• [Action item]: Report the number of lines in the records below that contain the word "ordered", and nothing more.
=======
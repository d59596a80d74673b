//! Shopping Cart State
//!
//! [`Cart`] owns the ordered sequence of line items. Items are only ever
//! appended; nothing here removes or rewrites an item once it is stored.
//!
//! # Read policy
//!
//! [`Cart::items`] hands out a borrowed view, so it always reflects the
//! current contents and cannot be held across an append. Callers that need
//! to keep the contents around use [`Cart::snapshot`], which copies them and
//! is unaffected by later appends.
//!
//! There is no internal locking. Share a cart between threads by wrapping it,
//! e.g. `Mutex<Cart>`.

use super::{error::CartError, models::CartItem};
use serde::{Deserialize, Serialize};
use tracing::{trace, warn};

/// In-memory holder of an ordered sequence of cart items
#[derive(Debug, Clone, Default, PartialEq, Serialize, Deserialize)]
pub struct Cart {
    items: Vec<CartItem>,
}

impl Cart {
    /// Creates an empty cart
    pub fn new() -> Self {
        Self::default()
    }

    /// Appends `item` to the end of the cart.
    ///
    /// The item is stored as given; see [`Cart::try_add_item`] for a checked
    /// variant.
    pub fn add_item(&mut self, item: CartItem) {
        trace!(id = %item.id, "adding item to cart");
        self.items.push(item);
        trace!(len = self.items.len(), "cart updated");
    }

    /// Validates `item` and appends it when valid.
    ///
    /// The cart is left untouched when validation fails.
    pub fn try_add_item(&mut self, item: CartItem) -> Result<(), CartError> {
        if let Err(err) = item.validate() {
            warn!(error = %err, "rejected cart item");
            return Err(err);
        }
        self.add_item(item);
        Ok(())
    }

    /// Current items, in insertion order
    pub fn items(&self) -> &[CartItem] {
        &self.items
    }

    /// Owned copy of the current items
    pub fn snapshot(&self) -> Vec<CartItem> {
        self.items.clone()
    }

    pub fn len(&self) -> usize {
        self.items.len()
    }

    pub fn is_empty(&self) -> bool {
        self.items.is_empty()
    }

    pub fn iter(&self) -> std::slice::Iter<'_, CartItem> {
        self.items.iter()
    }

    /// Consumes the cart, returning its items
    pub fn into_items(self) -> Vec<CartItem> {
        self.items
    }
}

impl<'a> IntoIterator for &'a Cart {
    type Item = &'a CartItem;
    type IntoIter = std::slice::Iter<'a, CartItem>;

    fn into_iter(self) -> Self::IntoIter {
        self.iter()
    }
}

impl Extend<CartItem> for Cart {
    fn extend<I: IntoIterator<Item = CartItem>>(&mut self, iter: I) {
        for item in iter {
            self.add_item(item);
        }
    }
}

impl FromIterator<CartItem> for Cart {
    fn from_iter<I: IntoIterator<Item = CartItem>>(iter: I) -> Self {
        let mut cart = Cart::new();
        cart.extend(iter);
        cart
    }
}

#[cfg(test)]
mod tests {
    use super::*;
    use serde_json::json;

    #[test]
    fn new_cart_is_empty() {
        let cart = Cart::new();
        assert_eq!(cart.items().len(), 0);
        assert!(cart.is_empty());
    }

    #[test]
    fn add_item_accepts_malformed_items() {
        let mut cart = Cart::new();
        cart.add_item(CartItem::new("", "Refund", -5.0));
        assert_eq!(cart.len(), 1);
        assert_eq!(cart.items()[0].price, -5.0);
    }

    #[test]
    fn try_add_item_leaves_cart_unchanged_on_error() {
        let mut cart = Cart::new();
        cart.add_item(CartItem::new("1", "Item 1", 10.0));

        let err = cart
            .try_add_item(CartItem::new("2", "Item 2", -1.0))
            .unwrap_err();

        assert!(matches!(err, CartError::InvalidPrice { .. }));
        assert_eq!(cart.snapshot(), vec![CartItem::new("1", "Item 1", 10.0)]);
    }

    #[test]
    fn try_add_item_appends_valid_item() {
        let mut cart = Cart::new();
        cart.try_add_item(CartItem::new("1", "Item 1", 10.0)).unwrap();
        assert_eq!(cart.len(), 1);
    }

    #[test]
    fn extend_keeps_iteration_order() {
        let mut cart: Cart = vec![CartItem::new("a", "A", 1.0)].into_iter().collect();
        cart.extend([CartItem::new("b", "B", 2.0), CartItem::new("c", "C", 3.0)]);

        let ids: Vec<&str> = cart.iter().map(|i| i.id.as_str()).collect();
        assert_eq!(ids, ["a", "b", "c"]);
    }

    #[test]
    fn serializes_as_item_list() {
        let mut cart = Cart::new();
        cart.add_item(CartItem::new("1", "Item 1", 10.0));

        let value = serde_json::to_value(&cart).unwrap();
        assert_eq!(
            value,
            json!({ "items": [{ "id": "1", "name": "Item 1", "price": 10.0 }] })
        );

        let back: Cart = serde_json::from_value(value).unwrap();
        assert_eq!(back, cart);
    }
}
=======
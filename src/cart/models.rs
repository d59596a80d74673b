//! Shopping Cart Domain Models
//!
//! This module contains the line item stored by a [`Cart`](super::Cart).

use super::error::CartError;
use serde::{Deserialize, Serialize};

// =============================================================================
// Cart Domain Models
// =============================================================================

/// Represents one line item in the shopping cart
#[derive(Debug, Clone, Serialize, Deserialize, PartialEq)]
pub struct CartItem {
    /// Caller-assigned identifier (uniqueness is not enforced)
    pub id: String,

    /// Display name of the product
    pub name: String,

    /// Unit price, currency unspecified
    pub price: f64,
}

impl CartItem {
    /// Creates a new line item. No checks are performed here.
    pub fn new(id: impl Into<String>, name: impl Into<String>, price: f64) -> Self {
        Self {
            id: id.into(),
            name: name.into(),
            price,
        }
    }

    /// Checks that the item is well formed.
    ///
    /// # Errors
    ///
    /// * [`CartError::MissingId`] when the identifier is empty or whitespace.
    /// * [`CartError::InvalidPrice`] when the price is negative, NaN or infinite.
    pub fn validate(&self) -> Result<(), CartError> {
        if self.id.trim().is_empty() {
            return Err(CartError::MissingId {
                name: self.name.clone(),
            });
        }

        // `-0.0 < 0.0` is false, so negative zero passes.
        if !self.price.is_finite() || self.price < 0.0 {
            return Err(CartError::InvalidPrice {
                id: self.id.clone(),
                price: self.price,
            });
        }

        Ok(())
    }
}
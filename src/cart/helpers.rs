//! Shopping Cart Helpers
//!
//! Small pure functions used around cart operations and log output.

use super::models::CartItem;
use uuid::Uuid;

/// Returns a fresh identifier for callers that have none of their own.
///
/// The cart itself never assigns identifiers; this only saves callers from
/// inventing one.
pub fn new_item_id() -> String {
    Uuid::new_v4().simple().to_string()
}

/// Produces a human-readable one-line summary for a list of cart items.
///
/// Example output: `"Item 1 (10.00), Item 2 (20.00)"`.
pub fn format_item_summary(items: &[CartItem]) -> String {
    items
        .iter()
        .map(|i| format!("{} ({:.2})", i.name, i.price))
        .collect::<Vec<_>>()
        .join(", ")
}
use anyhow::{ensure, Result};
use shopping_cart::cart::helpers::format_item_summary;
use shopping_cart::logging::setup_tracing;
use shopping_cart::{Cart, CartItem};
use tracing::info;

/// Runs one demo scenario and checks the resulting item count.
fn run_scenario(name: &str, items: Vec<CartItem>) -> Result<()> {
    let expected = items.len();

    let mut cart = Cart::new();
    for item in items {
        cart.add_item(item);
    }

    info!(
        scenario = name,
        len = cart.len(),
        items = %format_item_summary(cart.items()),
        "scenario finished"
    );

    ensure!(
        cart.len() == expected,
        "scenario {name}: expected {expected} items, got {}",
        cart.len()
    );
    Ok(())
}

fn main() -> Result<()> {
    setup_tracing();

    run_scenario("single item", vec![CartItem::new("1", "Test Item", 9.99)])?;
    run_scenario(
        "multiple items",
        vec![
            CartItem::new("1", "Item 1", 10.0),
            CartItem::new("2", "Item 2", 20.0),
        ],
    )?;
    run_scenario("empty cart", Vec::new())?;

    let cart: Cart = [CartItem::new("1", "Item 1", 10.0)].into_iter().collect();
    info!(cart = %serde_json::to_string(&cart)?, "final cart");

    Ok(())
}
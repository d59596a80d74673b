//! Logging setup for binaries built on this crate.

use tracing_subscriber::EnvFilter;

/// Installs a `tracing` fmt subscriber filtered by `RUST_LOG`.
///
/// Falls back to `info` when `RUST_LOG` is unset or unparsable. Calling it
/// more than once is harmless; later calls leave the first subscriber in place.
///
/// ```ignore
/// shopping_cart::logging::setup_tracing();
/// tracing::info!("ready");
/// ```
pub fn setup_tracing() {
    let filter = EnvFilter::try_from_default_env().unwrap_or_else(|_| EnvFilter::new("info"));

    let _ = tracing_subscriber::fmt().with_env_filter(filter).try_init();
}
=======
• [Response to the task]: 2